Pseudomonas aeruginosa is a ubiquitous bacterium that can adapt to very different environmental conditions. It is found in surface waters, in soil, and as an opportunistic human pathogen. The formation of biofilms from P. aeruginosa is of particular importance. Cyclic diguanylate (c-di-GMP) is a central messenger for the regulation of biofilm formation. The activity of the phosphodiesterase NbdA from P. aeruginosa influences the concentration of this messenger molecule in the cell. The protein consists of three conserved domains, an as yet uncharacterized membrane-bound MHYT domain, a degenerated diguanylate cyclase domain and a phosphodiesterase domain. The phosphodiesterase domain is responsible for the cleavage of c-di-GMP to the linear dinucleotide pGpG. The activity has been demonstrated both in vivo and in vitro. The diguanylate cyclase domain showed no activity. The function of the membrane-bound MHYT domain is still poorly understood. We suspect a role in signal perception and regulation of the enzymatic subdomains. In our research group, we want to understand the function of the protein, especially the membrane domain MHYT, and what role it plays in the cell.
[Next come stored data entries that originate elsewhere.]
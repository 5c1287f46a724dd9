// ppm.rs — Binary PPM (P6) codec.
//
// Header grammar accepted by `read_ppm`:
//
//   "P6" <ws> [comments] <width> <ws> <height> <ws> <maxval> <one ws byte> <payload>
//
// where a comment is a '#' at the start of a token, running to end of line.
// maxval must be exactly 255 (one byte per sample). The payload is exactly
// width * height * 3 bytes of interleaved RGB, row-major, top to bottom.
//
// Decoding is strict and hand-rolled: the magic token and maxval checks are
// part of the tool's contract and must fail before any pixel is read.
// Encoding goes through `image`'s PNM encoder.

use std::fs::File;
use std::io::{self, BufRead, BufReader, BufWriter, Read, Write};
use std::path::Path;

use image::codecs::pnm::{PnmEncoder, PnmSubtype, SampleEncoding};
use image::{ExtendedColorType, ImageEncoder};

use crate::image::{Channels, PixelBuffer};

/// Magic token of a binary RGB pixmap.
pub const MAGIC: &str = "P6";

/// The only supported maximum sample value.
pub const MAX_VALUE: u32 = 255;

/// Errors from reading or writing a PPM file.
#[derive(Debug, thiserror::Error)]
pub enum PpmError {
    #[error("not a binary PPM file: expected magic \"P6\", found {0:?}")]
    BadMagic(String),

    #[error("unsupported max color value {0} (only 255 is supported)")]
    BadMaxValue(u32),

    #[error("malformed PPM header: invalid {field} {token:?}")]
    BadHeader { field: &'static str, token: String },

    #[error("image dimensions {width}×{height} are too large")]
    TooLarge { width: usize, height: usize },

    #[error("unexpected end of file while reading {0}")]
    UnexpectedEof(&'static str),

    #[error("truncated pixel data: expected {expected} bytes, found {found}")]
    Truncated { expected: usize, found: usize },

    #[error(transparent)]
    Io(#[from] io::Error),

    #[error("failed to encode PPM: {0}")]
    Encode(#[from] image::ImageError),
}

// ---------------------------------------------------------------------------
// Decoding
// ---------------------------------------------------------------------------

/// Read and decode a P6 file into an RGB [`PixelBuffer`].
pub fn load(path: impl AsRef<Path>) -> Result<PixelBuffer, PpmError> {
    let path = path.as_ref();
    let file = File::open(path)?;
    let img = read_ppm(&mut BufReader::new(file))?;
    tracing::debug!(path = %path.display(), width = img.width(), height = img.height(), "loaded PPM");
    Ok(img)
}

/// Decode a P6 stream into an RGB [`PixelBuffer`].
pub fn read_ppm<R: BufRead>(r: &mut R) -> Result<PixelBuffer, PpmError> {
    let (magic, _) = read_token(r, "magic token")?;
    if magic != MAGIC {
        return Err(PpmError::BadMagic(magic));
    }

    let width = parse_field(r, "width")?;
    let height = parse_field(r, "height")?;

    let (max_token, terminated) = read_token(r, "max color value")?;
    let max_value: u32 = max_token.parse().map_err(|_| PpmError::BadHeader {
        field: "max color value",
        token: max_token.clone(),
    })?;
    if max_value != MAX_VALUE {
        return Err(PpmError::BadMaxValue(max_value));
    }

    let expected = width
        .checked_mul(height)
        .and_then(|n| n.checked_mul(Channels::Rgb.count()))
        .ok_or(PpmError::TooLarge { width, height })?;

    // The whitespace byte that ended the max value token is the single
    // separator before the payload.
    if !terminated && expected > 0 {
        return Err(PpmError::Truncated { expected, found: 0 });
    }

    // Grow with the bytes actually present; `expected` comes from the header.
    let mut data = Vec::new();
    r.by_ref().take(expected as u64).read_to_end(&mut data)?;
    if data.len() != expected {
        return Err(PpmError::Truncated { expected, found: data.len() });
    }

    Ok(PixelBuffer::from_vec(width, height, Channels::Rgb, data))
}

fn parse_field<R: BufRead>(r: &mut R, field: &'static str) -> Result<usize, PpmError> {
    let (token, _) = read_token(r, field)?;
    token
        .parse()
        .map_err(|_| PpmError::BadHeader { field, token })
}

/// Read one whitespace-delimited header token, skipping leading whitespace
/// and '#' comments. Returns the token and whether a whitespace byte ended
/// it (that byte is consumed).
fn read_token<R: BufRead>(r: &mut R, what: &'static str) -> Result<(String, bool), PpmError> {
    let mut token = Vec::new();
    let terminated = loop {
        match next_byte(r)? {
            None => break false,
            Some(b'#') if token.is_empty() => skip_line(r)?,
            Some(b) if b.is_ascii_whitespace() => {
                if !token.is_empty() {
                    break true;
                }
            }
            Some(b) => token.push(b),
        }
    };
    if token.is_empty() {
        return Err(PpmError::UnexpectedEof(what));
    }
    Ok((String::from_utf8_lossy(&token).into_owned(), terminated))
}

fn skip_line<R: BufRead>(r: &mut R) -> io::Result<()> {
    let mut discard = Vec::new();
    r.read_until(b'\n', &mut discard)?;
    Ok(())
}

fn next_byte<R: BufRead>(r: &mut R) -> io::Result<Option<u8>> {
    let b = match r.fill_buf()?.first() {
        Some(&b) => b,
        None => return Ok(None),
    };
    r.consume(1);
    Ok(Some(b))
}

// ---------------------------------------------------------------------------
// Encoding
// ---------------------------------------------------------------------------

/// Encode an RGB [`PixelBuffer`] and write it to `path`.
pub fn save(img: &PixelBuffer, path: impl AsRef<Path>) -> Result<(), PpmError> {
    let path = path.as_ref();
    let mut w = BufWriter::new(File::create(path)?);
    write_ppm(img, &mut w)?;
    w.flush()?;
    tracing::debug!(path = %path.display(), width = img.width(), height = img.height(), "saved PPM");
    Ok(())
}

/// Encode an RGB [`PixelBuffer`] as P6 with max value 255.
///
/// # Panics
/// Panics if `img` is not RGB.
pub fn write_ppm<W: Write>(img: &PixelBuffer, w: &mut W) -> Result<(), PpmError> {
    assert_eq!(img.channels(), Channels::Rgb, "PPM output must be RGB");
    let (width, height) = dims_u32(img)?;
    PnmEncoder::new(w)
        .with_subtype(PnmSubtype::Pixmap(SampleEncoding::Binary))
        .write_image(img.as_bytes(), width, height, ExtendedColorType::Rgb8)?;
    Ok(())
}

fn dims_u32(img: &PixelBuffer) -> Result<(u32, u32), PpmError> {
    let too_large = || PpmError::TooLarge { width: img.width(), height: img.height() };
    let width = u32::try_from(img.width()).map_err(|_| too_large())?;
    let height = u32::try_from(img.height()).map_err(|_| too_large())?;
    Ok((width, height))
}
To understand the physiological role of this protein we study gene regulation (transcription and translation analysis) and the localization of the protein in vivo (confocal microscopy). In addition, we study protein-protein interactions to identify interaction partners of NbdA (two hybrid and pull down assays).

For the characterization of the membrane protein, we established the purification of NbdA as a recombinant protein from E. coli. In addition, protein variants were generated by mutagenesis and targeted truncation. We use spectroscopic, biochemical and biophysical methods to characterize the full-length protein and protein variants in more detail.